WEEK 3 (First Meeting)


LESSON MANUSCRIPT

Definition of Forensic Chemistry


Forensic chemistry is defined as that branch of chemistry
which deals with the application of chemical principles in
the solution of problems that arise in connection with the
administration of justice. It is chemistry applied in the
elucidation of legal problems.
Is a branch of chemistry that deals with the application of
chemical knowledge and principles in the solution of legal
problems in connection with the administration of justice.
It is an interdisciplinary field of Chemistry tasked to solve
cases that can only be explained or resolved by applying
analytical method of investigation and instrumentation with
chemistry as the main core of discussion.
Practice of Forensic Chemistry in the Philippines
In August 1937, the Manila Police Department
appointed Miss Marcelina Villanos as Detective-Chemist
detailed at Department of Legal Medicine of University of
the Philippines. She performs laboratory examinations for
both Manila Police Department and Department of
Justice.
In December 1937, by virtue of Commonwealth Act
181, the Division of Investigation, now known as the
National Bureau of Investigation were created with
medico-legal section they employed two medico-legal
officers and a chemist.
In October 1939, Philippine Constabulary established
its own Medico- legal Section with Chemistry Laboratory
for the purpose of assisting criminal investigation in their
own jurisdiction.
Scope of Forensic Chemistry
Forensic chemistry gains its recognition as the central
discipline in understanding other branches of criminalistics
forensic ballistics, questioned documents, such medicines,
forensic serology, dactyloscopy, forensic photography,
trace analysis and forensic DNA.
The following are the major scope of Forensic chemistry
and physical identification
1. Dangerous drugs
2. Explosives examination
3.Gunshot residue (paraffin casting, distance
determination and firearms examination)
4. Forensic Toxicology
5. Blood Alcohol and drug test
6. Examination of fake products for unfair trade
competition
7. Arson investigation
8. Number restoration (macro etching)
9. Bullet trajectory
10. Ultraviolet examination
11. Tool marks and other marks
12. Blood and other body fluids
13. Trace evidence
Generally, this subject aims to describe the different
practices of criminalistic based on chemical principles
involved in the examination of physical evidences.
Six Golden Rules in the Practice of Forensic
Chemistry
1. Go slowly.
Good work cannot be hurried, therefore, take all the
time necessary to make the case complete no matter how
urgent it may appear.
2. Be thorough.
Make careful and minute examination of everything and
do not be satisfied with a qualitative analysis if a
quantitative one is possible. It always pays to do too
much rather than too little and it is difficult to foresee what
will or will not be required in court.
3. Take notes.
Keep a full neat and clean record of everything seen
and done.
4. Consult others.
Many cases will lead the expert into paths with which
he is not familiar and when this happens he should consult
those who know better.
5. Use imagination.
An expert with a wide and uncontrollable imagination is
considered as the most dangerous creature. Though his
being imaginative is sometimes useful, an expert witness
does not have to be solely imaginative but he has to be
skilled in the field of Forensic Science.

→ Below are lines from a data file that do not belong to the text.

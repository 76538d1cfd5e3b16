//! CLI Command Implementations
//!
//! Implements the logic behind each non-interactive command.

use std::path::{Path, PathBuf};

use log::info;
use serde::Serialize;

use crate::config::Config;
use crate::error::{FilterError, Result};
use crate::filters::{Filter, FilterKind};
use crate::sound::{
    levels, load_wav, probe_wav, render_waveform, save_wav, Amplitude, SoundLevels, WavInfo,
};

/// Integer width used to hold a file's samples in memory
#[derive(Debug, Clone, Copy, PartialEq, Eq)]
pub enum SampleWidth {
    I8,
    I16,
    I32,
}

impl SampleWidth {
    /// Smallest width that holds samples of `bits_per_sample`
    pub fn for_bits(bits_per_sample: u16) -> Result<Self> {
        match bits_per_sample {
            1..=8 => Ok(SampleWidth::I8),
            9..=16 => Ok(SampleWidth::I16),
            17..=32 => Ok(SampleWidth::I32),
            other => Err(FilterError::UnsupportedFormat {
                details: format!("{}-bit samples", other),
            }),
        }
    }

    /// Width for the samples described by a WAV header
    pub fn for_wav(info: &WavInfo) -> Result<Self> {
        if info.is_float {
            return Err(FilterError::UnsupportedFormat {
                details: "floating point WAV (only integer PCM supported)".to_string(),
            });
        }
        Self::for_bits(info.bits_per_sample)
    }
}

/// Summary of one filter run
#[derive(Debug, Clone, Serialize)]
pub struct ApplyReport {
    pub input: PathBuf,
    pub output: Option<PathBuf>,
    pub filter: Filter,
    pub samples: usize,
    pub sample_rate: u32,
    pub bits_per_sample: u16,
    pub before: SoundLevels,
    pub after: SoundLevels,
}

fn apply_typed<T: Amplitude + hound::Sample>(
    input: &Path,
    filter: Filter,
    output: Option<&Path>,
    bits_per_sample: u16,
) -> Result<ApplyReport> {
    let original = load_wav::<T, _>(input)?;
    let filtered = filter.apply(&original)?;

    if let Some(path) = output {
        save_wav(&filtered, path, bits_per_sample)?;
        info!("Saved filtered sound to {}", path.display());
    }

    Ok(ApplyReport {
        input: input.to_path_buf(),
        output: output.map(Path::to_path_buf),
        filter,
        samples: filtered.len(),
        sample_rate: filtered.sample_rate(),
        bits_per_sample,
        before: levels(&original),
        after: levels(&filtered),
    })
}

/// Load `input`, apply `filter` and optionally save the result
pub fn run_filter(
    input: &Path,
    filter: Filter,
    output: Option<&Path>,
    config: &Config,
) -> Result<ApplyReport> {
    info!("Applying {} to {}", filter, input.display());

    let info = probe_wav(input)?;
    let width = SampleWidth::for_wav(&info)?;
    let bits = config.output_bits_per_sample.unwrap_or(info.bits_per_sample);
    if bits > info.bits_per_sample {
        return Err(FilterError::UnsupportedFormat {
            details: format!(
                "{}-bit output from a {}-bit input (output can only keep or narrow the depth)",
                bits, info.bits_per_sample
            ),
        });
    }

    match width {
        SampleWidth::I8 => apply_typed::<i8>(input, filter, output, bits),
        SampleWidth::I16 => apply_typed::<i16>(input, filter, output, bits),
        SampleWidth::I32 => apply_typed::<i32>(input, filter, output, bits),
    }
}

/// `apply` command: run a filter and print a summary or JSON report
pub fn apply(
    input: &Path,
    filter_name: &str,
    param: Option<i64>,
    output: Option<&Path>,
    json: bool,
    config: &Config,
) -> Result<()> {
    let kind: FilterKind = filter_name.parse()?;
    let filter = Filter::new(kind, param)?;

    let report = run_filter(input, filter, output, config)?;

    if json {
        println!("{}", serde_json::to_string_pretty(&report)?);
        return Ok(());
    }

    println!("Applied {} to {}", report.filter, report.input.display());
    println!(
        "{} samples @ {} Hz, {}-bit",
        report.samples, report.sample_rate, report.bits_per_sample
    );
    println!(
        "Left  peak {:.3} -> {:.3} | rms {:.3} -> {:.3}",
        report.before.left.peak, report.after.left.peak, report.before.left.rms, report.after.left.rms
    );
    println!(
        "Right peak {:.3} -> {:.3} | rms {:.3} -> {:.3}",
        report.before.right.peak,
        report.after.right.peak,
        report.before.right.rms,
        report.after.right.rms
    );
    match &report.output {
        Some(path) => println!("Saved: {}", path.display()),
        None => println!("Not saved (use --output to write the result)"),
    }

    Ok(())
}

/// `list` command
pub fn list_filters() -> Result<()> {
    println!("The following functions are available.\n");
    for kind in FilterKind::ALL {
        let param = kind
            .param_name()
            .map(|p| format!(" <{}>", p))
            .unwrap_or_default();
        let signature = format!("{}{}", kind.name(), param);
        println!(
            "({}) {:<28} {}",
            kind.menu_number(),
            signature,
            kind.description()
        );
    }
    Ok(())
}

fn inspect_typed<T: Amplitude + hound::Sample>(input: &Path, config: &Config) -> Result<String> {
    let sound = load_wav::<T, _>(input)?;
    Ok(render_waveform(
        &sound,
        config.waveform_width,
        config.waveform_height,
    ))
}

/// Render the waveform of a WAV file, choosing the sample width from its header
pub fn waveform_of(input: &Path, config: &Config) -> Result<(WavInfo, String)> {
    let info = probe_wav(input)?;
    let text = match SampleWidth::for_wav(&info)? {
        SampleWidth::I8 => inspect_typed::<i8>(input, config)?,
        SampleWidth::I16 => inspect_typed::<i16>(input, config)?,
        SampleWidth::I32 => inspect_typed::<i32>(input, config)?,
    };
    Ok((info, text))
}

/// `inspect` command
pub fn inspect(input: &Path, config: &Config) -> Result<()> {
    info!("Inspecting {}", input.display());

    let (info, waveform) = waveform_of(input, config)?;
    println!("File: {}", input.display());
    println!(
        "{} channel(s), {} Hz, {}-bit, {} frames ({:.3}s)",
        info.channels,
        info.sample_rate,
        info.bits_per_sample,
        info.frames,
        info.duration()
    );
    print!("{}", waveform);

    Ok(())
}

He must bear
witness within the limits of science.
6. Avoid complicated theories.
The simplest explanation is fundamentally the right
one. Interpretation of results is often the most difficult part
of the expert’s task that is why a wide knowledge and
scientific experience are the essential elements to obtain
the right forensic examination results.
WEEK 3 (Second meeting)
PRACTICE OF FORENSIC CHEMISTRY – The work
of forensic chemist is divided into four stages, namely (1)
collection or reception of the specimen to be
examined; (2) the actual examination; (3) the
communication of results of the examination; and (4)
court appearance.
I. Collection or reception of the specimen to be
examined.
It is most important that whenever possible the chemist
should personally collect all the specimens necessary for
the examination. Unless this is done, something essential
to the elucidation of the problem may be omitted and in
some cases questions regarding the collection and transit
of the specimen are raised during trial. Furthermore, the
collection, preservation, and transportation of specimens
are very essential in the investigation of a crime. If the
chemist will not personally collect the specimen it is
possible that the articles may be taken, handled, or
packed in such way as to render them almost useless for
purposes of examination. Sometimes it is necessary that
the chemist who examines the specimen should know not
only the condition but even the precise position in which
the object was found and this can only be done if he is
called at the commencement of the investigation and
before anything is removed or disturbed. The chemist who
is assigned to assist in the investigation of a crime should
go to the scene of the crime, make a detailed examination,
take notes and measurements, make sketches if
necessary and if possible, take a photograph of the place.
He should equip himself with all necessary containers for
the collection of specimens for laboratory examination.
This, is not always practicable and, even when practicable,
the necessity is not appreciated. The expert must
therefore depend upon the intelligent assistance of the
investigators who must, in the performance of this delicate
task, be guided by the following principles:
a)SUFFICIENCY OF SAMPLES: Police are usually
incline to be niggardly in taking samples probably
because they have an unqualified belief in the magic
of such analytical instruments as the microscope and
spectrograph. This mistake should be avoided. If an
error is to be committed, let in the side of generosity.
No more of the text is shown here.